PROBLEM DESCRIPTION – Only the lines with "collect" in the entries below belong in the answer; please copy them.

※ ※ ※

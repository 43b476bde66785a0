//! Memory access patterns.

use super::{code_window, reg_dead_after};
use crate::{MatchResult, Pattern};
use core_encoder::encode;
use core_encoder::instruction::{Instruction, Opcode};

/// STR Rs,[b,#o]; LDR Rd,[b,#o]  →  STR Rs,[b,#o]; MOV Rd,Rs.
pub fn load_after_store() -> Pattern {
    fn applies(instrs: &[Instruction], pos: usize) -> bool {
        let Some(w) = code_window(instrs, pos, 2) else {
            return false;
        };
        let (st, ld) = (&w[0], &w[1]);
        st.opcode == Opcode::Str && ld.opcode == Opcode::Ldr && st.same_address(ld)
    }
    Pattern::new(
        2,
        Box::new(|instrs, pos| {
            if applies(instrs, pos) {
                MatchResult::hit(2)
            } else {
                MatchResult::NO
            }
        }),
        Box::new(|instrs, pos| {
            let (st, ld) = (&instrs[pos], &instrs[pos + 1]);
            if ld.dest_reg == st.dest_reg {
                vec![st.clone()]
            } else {
                vec![st.clone(), encode::mov_reg(ld.dest_reg, st.dest_reg)]
            }
        }),
        "load-after-store forwarding",
    )
}

/// Two adjacent LDRs of the same address into the same register: the
/// second is redundant. The first load's destination must not feed the
/// second load's addressing (pointer chase).
pub fn redundant_load_elimination() -> Pattern {
    fn applies(instrs: &[Instruction], pos: usize) -> bool {
        let Some(w) = code_window(instrs, pos, 2) else {
            return false;
        };
        let (a, b) = (&w[0], &w[1]);
        if a.opcode != Opcode::Ldr || b.opcode != Opcode::Ldr {
            return false;
        }
        if !a.same_address(b) || a.dest_reg != b.dest_reg {
            return false;
        }
        // A load whose destination is the base of the next load is a
        // dereference chain, not a repeat.
        !Instruction::same_register(a.dest_reg, b.base_reg)
            && !Instruction::same_register(a.dest_reg, b.src_reg2)
    }
    Pattern::new(
        2,
        Box::new(|instrs, pos| {
            if applies(instrs, pos) {
                MatchResult::hit(2)
            } else {
                MatchResult::NO
            }
        }),
        Box::new(|instrs, pos| vec![instrs[pos].clone()]),
        "redundant load elimination",
    )
}

/// STR a,[b,#o]; STR c,[b,#o]: the first store is dead.
pub fn dead_store_elimination() -> Pattern {
    Pattern::new(
        2,
        Box::new(|instrs, pos| {
            let Some(w) = code_window(instrs, pos, 2) else {
                return MatchResult::NO;
            };
            let (a, b) = (&w[0], &w[1]);
            if a.opcode == Opcode::Str && b.opcode == Opcode::Str && a.same_address(b) {
                MatchResult::hit(2)
            } else {
                MatchResult::NO
            }
        }),
        Box::new(|instrs, pos| vec![instrs[pos + 1].clone()]),
        "dead store elimination",
    )
}

/// LDR Rs,[b,#o]; MOV Rd,Rs with a dead scratch loads straight into Rd.
pub fn load_through_scratch() -> Pattern {
    fn applies(instrs: &[Instruction], pos: usize) -> bool {
        let Some(w) = code_window(instrs, pos, 2) else {
            return false;
        };
        let (ld, mv) = (&w[0], &w[1]);
        ld.opcode == Opcode::Ldr
            && mv.opcode == Opcode::Mov
            && Instruction::same_register(mv.src_reg1, ld.dest_reg)
            && mv.dest_reg != ld.dest_reg
            && reg_dead_after(instrs, pos + 2, ld.dest_reg, 10)
    }
    Pattern::new(
        2,
        Box::new(|instrs, pos| {
            if applies(instrs, pos) {
                MatchResult::hit(2)
            } else {
                MatchResult::NO
            }
        }),
        Box::new(|instrs, pos| {
            let (ld, mv) = (&instrs[pos], &instrs[pos + 1]);
            vec![encode::ldr_imm(mv.dest_reg, ld.base_reg, ld.immediate)]
        }),
        "load through scratch register",
    )
}

/// MOVZ Rs,#c; MOV Rd,Rs with a dead scratch materializes directly.
/// The forward liveness check is bounded by ten instructions or the
/// scratch register's redefinition.
pub fn movz_scratch_fusion() -> Pattern {
    fn applies(instrs: &[Instruction], pos: usize) -> bool {
        let Some(w) = code_window(instrs, pos, 2) else {
            return false;
        };
        let (mz, mv) = (&w[0], &w[1]);
        mz.opcode == Opcode::Movz
            && mv.opcode == Opcode::Mov
            && Instruction::same_register(mv.src_reg1, mz.dest_reg)
            && mv.dest_reg != mz.dest_reg
            && reg_dead_after(instrs, pos + 2, mz.dest_reg, 10)
    }
    Pattern::new(
        2,
        Box::new(|instrs, pos| {
            if applies(instrs, pos) {
                MatchResult::hit(2)
            } else {
                MatchResult::NO
            }
        }),
        Box::new(|instrs, pos| {
            let (mz, mv) = (&instrs[pos], &instrs[pos + 1]);
            vec![encode::movz(mv.dest_reg, mz.immediate as u16, 0)]
        }),
        "MOVZ scratch fusion",
    )
}

fn pair_offset_ok(offset: i64) -> bool {
    offset % 8 == 0 && (-512..=504).contains(&offset)
}

/// STR R1,[b,#o]; STR R2,[b,#o+8]  →  STP R1,R2,[b,#o].
pub fn str_pair_fusion() -> Pattern {
    fn applies(instrs: &[Instruction], pos: usize) -> bool {
        let Some(w) = code_window(instrs, pos, 2) else {
            return false;
        };
        let (a, b) = (&w[0], &w[1]);
        a.opcode == Opcode::Str
            && b.opcode == Opcode::Str
            && Instruction::same_register(a.base_reg, b.base_reg)
            && b.immediate == a.immediate + 8
            && pair_offset_ok(a.immediate)
    }
    Pattern::new(
        2,
        Box::new(|instrs, pos| {
            if applies(instrs, pos) {
                MatchResult::hit(2)
            } else {
                MatchResult::NO
            }
        }),
        Box::new(|instrs, pos| {
            let (a, b) = (&instrs[pos], &instrs[pos + 1]);
            vec![encode::stp(a.dest_reg, b.dest_reg, a.base_reg, a.immediate)]
        }),
        "STR/STR fusion into STP",
    )
}

/// LDR R1,[b,#o]; LDR R2,[b,#o+8]  →  LDP R1,R2,[b,#o].
pub fn ldr_pair_fusion() -> Pattern {
    fn applies(instrs: &[Instruction], pos: usize) -> bool {
        let Some(w) = code_window(instrs, pos, 2) else {
            return false;
        };
        let (a, b) = (&w[0], &w[1]);
        a.opcode == Opcode::Ldr
            && b.opcode == Opcode::Ldr
            && Instruction::same_register(a.base_reg, b.base_reg)
            && b.immediate == a.immediate + 8
            && pair_offset_ok(a.immediate)
            && a.dest_reg != b.dest_reg
            // The first destination must not be the shared base.
            && !Instruction::same_register(a.dest_reg, a.base_reg)
    }
    Pattern::new(
        2,
        Box::new(|instrs, pos| {
            if applies(instrs, pos) {
                MatchResult::hit(2)
            } else {
                MatchResult::NO
            }
        }),
        Box::new(|instrs, pos| {
            let (a, b) = (&instrs[pos], &instrs[pos + 1]);
            vec![encode::ldp(a.dest_reg, b.dest_reg, a.base_reg, a.immediate)]
        }),
        "LDR/LDR fusion into LDP",
    )
}

#[cfg(test)]
mod tests {
    use super::*;

    #[test]
    fn store_then_load_forwards_through_register() {
        let p = load_after_store();
        let instrs = vec![encode::str_imm(1, 29, 16), encode::ldr_imm(0, 29, 16)];
        assert!(p.matches(&instrs, 0).matched);
        let out = p.transform(&instrs, 0);
        assert_eq!(out.len(), 2);
        assert_eq!(out[1].opcode, Opcode::Mov);
        assert_eq!(out[1].src_reg1, 1);
    }

    #[test]
    fn pointer_chase_is_not_a_redundant_load() {
        let p = redundant_load_elimination();
        // ldr x1,[x2,#0]; ldr x1,[x1,#0]
        let instrs = vec![encode::ldr_imm(1, 2, 0), encode::ldr_imm(1, 1, 0)];
        assert!(!p.matches(&instrs, 0).matched);
    }

    #[test]
    fn repeated_load_is_eliminated() {
        let p = redundant_load_elimination();
        let instrs = vec![encode::ldr_imm(3, 29, 8), encode::ldr_imm(3, 29, 8)];
        assert!(p.matches(&instrs, 0).matched);
        assert_eq!(p.transform(&instrs, 0).len(), 1);
    }

    #[test]
    fn adjacent_stores_fuse_to_stp() {
        let p = str_pair_fusion();
        let instrs = vec![encode::str_imm(0, 31, 0), encode::str_imm(1, 31, 8)];
        assert!(p.matches(&instrs, 0).matched);
        let out = p.transform(&instrs, 0);
        assert_eq!(out.len(), 1);
        assert_eq!(out[0].opcode, Opcode::Stp);
    }

    #[test]
    fn intervening_load_blocks_dead_store() {
        let p = dead_store_elimination();
        let instrs = vec![
            encode::str_imm(0, 29, 0),
            encode::ldr_imm(5, 29, 0),
            encode::str_imm(1, 29, 0),
        ];
        assert!(!p.matches(&instrs, 0).matched);
    }
}
/// Truth as the source language defines it.
pub fn bool_to_word(b: bool) -> i64 {
    if b { -1 } else { 0 }
}

/// Is this literal a known truth value? Any nonzero integer is true.
fn literal_truth(e: &Expression) -> Option<bool> {
    e.literal_int().map(|v| v != 0)
}

fn no_op() -> Statement {
    Statement::Compound(Vec::new())
}

pub fn fold_integer_binary(op: BinaryOperator, a: i64, b: i64) -> Option<i64> {
    Some(match op {
        BinaryOperator::Add => a.checked_add(b)?,
        BinaryOperator::Sub => a.checked_sub(b)?,
        BinaryOperator::Mul => a.checked_mul(b)?,
        BinaryOperator::Div => {
            if b == 0 {
                return None; // left intact, surfaces at runtime
            }
            a.checked_div(b)?
        }
        BinaryOperator::Rem => {
            if b == 0 {
                return None;
            }
            a.checked_rem(b)?
        }
        BinaryOperator::Eq => bool_to_word(a == b),
        BinaryOperator::Ne => bool_to_word(a != b),
        BinaryOperator::Lt => bool_to_word(a < b),
        BinaryOperator::Le => bool_to_word(a <= b),
        BinaryOperator::Gt => bool_to_word(a > b),
        BinaryOperator::Ge => bool_to_word(a >= b),
        BinaryOperator::LogicalAnd | BinaryOperator::BitwiseAnd => a & b,
        BinaryOperator::LogicalOr | BinaryOperator::BitwiseOr => a | b,
        BinaryOperator::Equivalence => !(a ^ b),
        BinaryOperator::NotEquivalence => a ^ b,
        BinaryOperator::LeftShift => {
            if !(0..64).contains(&b) {
                return None;
            }
            a.checked_shl(b as u32)?
        }
        BinaryOperator::RightShift => {
            if !(0..64).contains(&b) {
                return None;
            }
            a >> b
        }
    })
}

pub fn fold_float_binary(op: BinaryOperator, a: f64, b: f64) -> Option<Expression> {
    Some(match op {
        BinaryOperator::Add => Expression::Float(a + b),
        BinaryOperator::Sub => Expression::Float(a - b),
        BinaryOperator::Mul => Expression::Float(a * b),
        BinaryOperator::Div => Expression::Float(a / b),
        BinaryOperator::Eq => Expression::Number(bool_to_word(a == b)),
        BinaryOperator::Ne => Expression::Number(bool_to_word(a != b)),
        BinaryOperator::Lt => Expression::Number(bool_to_word(a < b)),
        BinaryOperator::Le => Expression::Number(bool_to_word(a <= b)),
        BinaryOperator::Gt => Expression::Number(bool_to_word(a > b)),
        BinaryOperator::Ge => Expression::Number(bool_to_word(a >= b)),
        _ => return None,
    })
}

impl<'a> ConstantFolding<'a> {
    fn fold_binary(&mut self, op: BinaryOperator, lhs: Expression, rhs: Expression) -> Expression {
        // Mixed int/float follows BCPL promotion.
        let folded = match (&lhs, &rhs) {
            (Expression::Float(a), Expression::Float(b)) => fold_float_binary(op, *a, *b),
            (Expression::Float(a), Expression::Number(b)) => {
                fold_float_binary(op, *a, *b as f64)
            }
            (Expression::Number(a), Expression::Float(b)) => {
                fold_float_binary(op, *a as f64, *b)
            }
            _ => match (lhs.literal_int(), rhs.literal_int()) {
                (Some(a), Some(b)) => fold_integer_binary(op, a, b).map(Expression::Number),
                _ => None,
            },
        };
        match folded {
            Some(result) => {
                self.folds_applied += 1;
                result
            }
            None => Expression::Binary {
                op,
                lhs: Box::new(lhs),
                rhs: Box::new(rhs),
            },
        }
    }

    fn fold_unary(&mut self, op: UnaryOperator, operand: Expression) -> Expression {
        let folded = match (&op, &operand) {
            (UnaryOperator::Negate, Expression::Number(n)) => {
                n.checked_neg().map(Expression::Number)
            }
            (UnaryOperator::Negate, Expression::Float(v)) => Some(Expression::Float(-v)),
            (UnaryOperator::BitwiseNot, Expression::Number(n)) => Some(Expression::Number(!n)),
            (UnaryOperator::LogicalNot, e) => {
                literal_truth(e).map(|b| Expression::Number(bool_to_word(!b)))
            }
            (UnaryOperator::FloatConvert, Expression::Number(n)) => {
                Some(Expression::Float(*n as f64))
            }
            (UnaryOperator::IntegerConvert | UnaryOperator::FloatTruncate, Expression::Float(v)) => {
                Some(Expression::Number(*v as i64))
            }
            (UnaryOperator::FloatSqrt, Expression::Float(v)) if *v >= 0.0 => {
                Some(Expression::Float(v.sqrt()))
            }
            (UnaryOperator::FloatFloor, Expression::Float(v)) => {
                Some(Expression::Float(v.floor()))
            }
            (UnaryOperator::LengthOf, Expression::Variable(v)) => self
                .symbols
                .lookup_in_function(&v.name, &self.current_function)
                .and_then(|s| s.size)
                .map(|size| Expression::Number(size as i64)),
            _ => None,
        };
        match folded {
            Some(result) => {
                self.folds_applied += 1;
                result
            }
            None => Expression::Unary {
                op,
                operand: Box::new(operand),
            },
        }
    }

    /// Record or invalidate the local constant bound to an assignment.
    fn note_assignment(&mut self, lhs: &[Expression], rhs: &[Expression]) {
        for (l, r) in lhs.iter().zip(rhs) {
            if let Expression::Variable(v) = l {
                match r.literal_int() {
                    Some(value) if matches!(r, Expression::Number(_)) => {
                        self.local_constants.insert(v.name.clone(), value);
                    }
                    _ => {
                        self.local_constants.remove(&v.name);
                    }
                }
            }
        }
    }
}

impl<'a> Rewrite for ConstantFolding<'a> {
    fn rewrite_decl(&mut self, d: Declaration) -> Option<Declaration> {
        match d {
            Declaration::Function { ref name, .. } | Declaration::Routine { ref name, .. } => {
                // Entering a function invalidates the map.
                self.local_constants.clear();
                self.current_function = name.clone();
                let out = core_ast::rewrite::rewrite_decl_children(self, d);
                self.local_constants.clear();
                self.current_function.clear();
                Some(out)
            }
            other => Some(core_ast::rewrite::rewrite_decl_children(self, other)),
        }
    }

    fn rewrite_stmt(&mut self, s: Statement) -> Statement {
        match s {
            Statement::Assignment { lhs, rhs } => {
                let rhs: Vec<Expression> =
                    rhs.into_iter().map(|e| self.rewrite_expr(e)).collect();
                // Left-hand variables stay; their subscripts still fold.
                let lhs: Vec<Expression> = lhs
                    .into_iter()
                    .map(|e| match e {
                        e @ Expression::Variable(_) => e,
                        other => self.rewrite_expr(other),
                    })
                    .collect();
                self.note_assignment(&lhs, &rhs);
                Statement::Assignment { lhs, rhs }
            }
            Statement::If {
                condition,
                then_branch,
            } => {
                let condition = self.rewrite_expr(condition);
                match literal_truth(&condition) {
                    Some(true) => self.rewrite_stmt(*then_branch),
                    Some(false) => no_op(),
                    None => {
                        let out = Statement::If {
                            condition,
                            then_branch: Box::new(self.rewrite_stmt(*then_branch)),
                        };
                        self.local_constants.clear();
                        out
                    }
                }
            }
            Statement::Unless {
                condition,
                then_branch,
            } => {
                let condition = self.rewrite_expr(condition);
                match literal_truth(&condition) {
                    Some(false) => self.rewrite_stmt(*then_branch),
                    Some(true) => no_op(),
                    None => {
                        let out = Statement::Unless {
                            condition,
                            then_branch: Box::new(self.rewrite_stmt(*then_branch)),
                        };
                        self.local_constants.clear();
                        out
                    }
                }
            }
            Statement::Test {
                condition,
                then_branch,
                else_branch,
            } => {
                let condition = self.rewrite_expr(condition);
                match literal_truth(&condition) {
                    Some(true) => self.rewrite_stmt(*then_branch),
                    Some(false) => self.rewrite_stmt(*else_branch),
                    None => {
                        let out = Statement::Test {
                            condition,
                            then_branch: Box::new(self.rewrite_stmt(*then_branch)),
                            else_branch: Box::new(self.rewrite_stmt(*else_branch)),
                        };
                        self.local_constants.clear();
                        out
                    }
                }
            }
            Statement::While { condition, body } => {
                let condition = self.rewrite_expr(condition);
                if literal_truth(&condition) == Some(false) {
                    return no_op();
                }
                // Entering a loop body invalidates the map.
                self.local_constants.clear();
                let body = Box::new(self.rewrite_stmt(*body));
                self.local_constants.clear();
                Statement::While { condition, body }
            }
            Statement::For {
                var,
                start,
                end,
                step,
                body,
                mut constants,
            } => {
                let start = self.rewrite_expr(start);
                let end = self.rewrite_expr(end);
                let step = step.map(|e| self.rewrite_expr(e));
                constants = ForConstants {
                    end: match &end {
                        Expression::Number(n) => Some(*n),
                        _ => None,
                    },
                    step: match &step {
                        Some(Expression::Number(n)) => Some(*n),
                        None => Some(1),
                        _ => None,
                    },
                };
                self.local_constants.clear();
                let body = Box::new(self.rewrite_stmt(*body));
                self.local_constants.clear();
                Statement::For {
                    var,
                    start,
                    end,
                    step,
                    body,
                    constants,
                }
            }
            s @ (Statement::Until { .. }
            | Statement::Repeat { .. }
            | Statement::ForEach { .. }
            | Statement::Switchon { .. }) => {
                self.local_constants.clear();
                let out = rewrite_stmt_children(self, s);
                self.local_constants.clear();
                out
            }
            other => rewrite_stmt_children(self, other),
        }
    }

    fn rewrite_expr(&mut self, e: Expression) -> Expression {
        // Constant propagation happens before structural folding so a
        // substituted variable can participate in the fold below it.
        let e = match e {
            Expression::Variable(v) => match self.local_constants.get(&v.name) {
                Some(value) => Expression::Number(*value),
                None => Expression::Variable(v),
            },
            other => other,
        };
        let e = rewrite_expr_children(self, e);
        match e {
            Expression::Binary { op, lhs, rhs } => self.fold_binary(op, *lhs, *rhs),
            Expression::Unary { op, operand } => self.fold_unary(op, *operand),
            Expression::Conditional {
                condition,
                then_expr,
                else_expr,
            } => match literal_truth(&condition) {
                Some(true) => {
                    self.folds_applied += 1;
                    *then_expr
                }
                Some(false) => {
                    self.folds_applied += 1;
                    *else_expr
                }
                None => Expression::Conditional {
                    condition,
                    then_expr,
                    else_expr,
                },
            },
            other => other,
        }
    }
}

※ ※ ※

RESULT FOR THIS TASK –
                    rhs.into_iter().map(|e| self.rewrite_expr(e)).collect();
                    .collect();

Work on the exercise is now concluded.